In other news, I have been working in Guernsey all week and so have had little time for writing, but I have managed about 600 words.  I’m still struggling a little with the plot of “Plank 5”, in that I have the basic plot but want more complication – you know how I like to have several strands to the story.  But I am reasonably confident that the additional strands will reveal themselves as I go along – they always have in the past.

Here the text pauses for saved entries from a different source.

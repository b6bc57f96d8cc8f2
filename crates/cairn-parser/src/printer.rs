//! Reserialization of canonical elements into source text

use std::collections::BTreeMap;
use std::fmt::Write;

use cairn_core::{Element, Field, InstanceElement, ObjectType, PathIndex, PrimitiveType, SourcePath, TypeRef, Value, Values};

use crate::lexer::{is_word_char, is_word_start};

/// Extension of source files written by [`dump_elements`].
pub const SOURCE_EXTENSION: &str = "nacl";

const INDENT: &str = "  ";

fn indent(out: &mut String, depth: usize) {
    for _ in 0..depth {
        out.push_str(INDENT);
    }
}

fn write_key(out: &mut String, key: &str) {
    let mut chars = key.chars();
    let bare = chars.next().is_some_and(is_word_start) && chars.all(is_word_char);
    if bare {
        out.push_str(key);
    } else {
        write_str(out, key);
    }
}

fn write_str(out: &mut String, s: &str) {
    out.push('"');
    for c in s.chars() {
        match c {
            '"' => out.push_str("\\\""),
            '\\' => out.push_str("\\\\"),
            '\n' => out.push_str("\\n"),
            '\t' => out.push_str("\\t"),
            '\r' => out.push_str("\\r"),
            c => out.push(c),
        }
    }
    out.push('"');
}

fn write_value(out: &mut String, value: &Value, depth: usize) {
    match value {
        Value::Null => out.push_str("null"),
        Value::Bool(b) => out.push_str(if *b { "true" } else { "false" }),
        Value::Number(n) => {
            let _ = write!(out, "{}", n);
        }
        Value::String(s) => write_str(out, s),
        Value::Array(items) if items.is_empty() => out.push_str("[]"),
        Value::Array(items) => {
            out.push_str("[\n");
            for item in items {
                indent(out, depth + 1);
                write_value(out, item, depth + 1);
                out.push_str(",\n");
            }
            indent(out, depth);
            out.push(']');
        }
        Value::Object(map) if map.is_empty() => out.push_str("{}"),
        Value::Object(map) => {
            out.push_str("{\n");
            for (key, item) in map {
                write_assignment(out, key, item, depth + 1);
            }
            indent(out, depth);
            out.push('}');
        }
    }
}

fn write_assignment(out: &mut String, key: &str, value: &Value, depth: usize) {
    indent(out, depth);
    write_key(out, key);
    out.push_str(" = ");
    write_value(out, value, depth);
    out.push('\n');
}

/// `<head> { <assignments> }`, or `<head> {}` when there is nothing inside.
fn write_block(out: &mut String, head: &str, values: &Values, depth: usize) {
    indent(out, depth);
    out.push_str(head);
    if values.is_empty() {
        out.push_str(" {}\n");
        return;
    }
    out.push_str(" {\n");
    for (key, value) in values {
        write_assignment(out, key, value, depth + 1);
    }
    indent(out, depth);
    out.push_str("}\n");
}

fn write_annotation_types(out: &mut String, types: &BTreeMap<String, TypeRef>, depth: usize) {
    if types.is_empty() {
        return;
    }
    indent(out, depth);
    out.push_str("annotations {\n");
    for (name, type_ref) in types {
        indent(out, depth + 1);
        let _ = writeln!(out, "{} {}", type_ref.id().qualified_name(), name);
    }
    indent(out, depth);
    out.push_str("}\n");
}

/// Field names that are not bare words are quoted.
fn write_field(out: &mut String, field: &Field, depth: usize) {
    let mut head = format!("{} ", field.type_ref.id().qualified_name());
    write_key(&mut head, &field.name);
    write_block(out, &head, &field.annotations, depth);
}

fn render_primitive(ty: &PrimitiveType) -> String {
    let mut out = format!(
        "type {} is {}",
        ty.elem_id.qualified_name(),
        ty.primitive.keyword()
    );
    if ty.annotations.is_empty() && ty.annotation_types.is_empty() {
        out.push_str(" {}\n");
        return out;
    }
    out.push_str(" {\n");
    for (key, value) in &ty.annotations {
        write_assignment(&mut out, key, value, 1);
    }
    write_annotation_types(&mut out, &ty.annotation_types, 1);
    out.push_str("}\n");
    out
}

fn render_object(object: &ObjectType) -> String {
    let mut out = format!("model {} {{\n", object.elem_id.qualified_name());
    for (key, value) in &object.annotations {
        write_assignment(&mut out, key, value, 1);
    }
    write_annotation_types(&mut out, &object.annotation_types, 1);
    for field in object.fields.values() {
        write_field(&mut out, field, 1);
    }
    for (name, values) in &object.field_overrides {
        let mut head = String::new();
        write_key(&mut head, name);
        write_block(&mut out, &head, values, 1);
    }
    out.push_str("}\n");
    out
}

fn render_instance(instance: &InstanceElement) -> String {
    let head = format!(
        "instance {} {}",
        instance.type_ref.id().qualified_name(),
        instance.elem_id.name()
    );
    let mut out = String::new();
    write_block(&mut out, &head, &instance.value, 0);
    out
}

/// Print one element in the declarative grammar.
pub fn render_element(element: &Element) -> String {
    match element {
        Element::Primitive(ty) => render_primitive(ty),
        Element::Object(object) => render_object(object),
        Element::Instance(instance) => render_instance(instance),
        Element::Field(field) => {
            let mut out = format!("model {} {{\n", field.parent_id().qualified_name());
            write_field(&mut out, field, 1);
            out.push_str("}\n");
            out
        }
    }
}

fn default_path(element: &Element) -> SourcePath {
    let id = element.merge_key();
    let mut segments: Vec<&str> = Vec::new();
    if !id.is_builtin() {
        segments.push(id.adapter());
    }
    if let Element::Instance(_) = element {
        segments.push("records");
    }
    segments.push(id.type_name());
    if let Element::Instance(instance) = element {
        if element.merge_key() == instance.elem_id {
            segments.push(instance.elem_id.name());
        }
    }
    SourcePath::new(segments)
}

fn element_paths(element: &Element, index: &PathIndex) -> Vec<SourcePath> {
    if let Some(paths) = index.paths(&element.merge_key()).filter(|p| !p.is_empty()) {
        return paths.to_vec();
    }
    if !element.paths().is_empty() {
        let mut paths = element.paths().to_vec();
        paths.sort();
        paths.dedup();
        return paths;
    }
    vec![default_path(element)]
}

/// The slice of a split object that lives under `path`. The first path also
/// carries the object's annotations, overrides and any field the index does
/// not attribute.
fn object_part(object: &ObjectType, path: &SourcePath, first: &SourcePath, index: &PathIndex) -> ObjectType {
    let is_first = path == first;
    let mut part = ObjectType::new(object.elem_id.clone());
    for (name, field) in &object.fields {
        let home = index
            .paths(&field.elem_id)
            .and_then(|paths| paths.first())
            .unwrap_or(first);
        if home == path {
            part.fields.insert(name.clone(), field.clone());
        }
    }
    if is_first {
        part.annotations = object.annotations.clone();
        part.annotation_types = object.annotation_types.clone();
        part.field_overrides = object.field_overrides.clone();
    }
    part
}

/// Print canonical elements into one source text per path, using the path
/// index to put every element (and every field of a split element) back in
/// the unit it belongs to.
pub fn dump_elements(elements: &[Element], index: &PathIndex) -> BTreeMap<SourcePath, String> {
    let mut ordered: Vec<&Element> = elements.iter().collect();
    ordered.sort_by(|a, b| a.elem_id().cmp(b.elem_id()));

    let mut files: BTreeMap<SourcePath, Vec<String>> = BTreeMap::new();
    for element in ordered {
        let paths = element_paths(element, index);
        match element {
            Element::Object(object) if paths.len() > 1 => {
                let first = &paths[0];
                for path in &paths {
                    let part = object_part(object, path, first, index);
                    if path == first || !part.fields.is_empty() {
                        files
                            .entry(path.clone())
                            .or_default()
                            .push(render_object(&part));
                    }
                }
            }
            _ => {
                let path = paths.into_iter().next().unwrap_or_else(|| default_path(element));
                files.entry(path).or_default().push(render_element(element));
            }
        }
    }

    files
        .into_iter()
        .map(|(path, blocks)| (path, blocks.join("\n")))
        .collect()
}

On the promotional side of things, I read recently in a magazine that Sophie Raworth (an English news-reader on the telly) has a book review blog.  She seems nice and approachable, and so I tweeted her to ask whether I could send her a copy of “Canary” – it’s set partly in Langham Place, now the home of the BBC, and I thought that might appeal.  I have not had a reply, which perhaps is not surprising.  But I do try!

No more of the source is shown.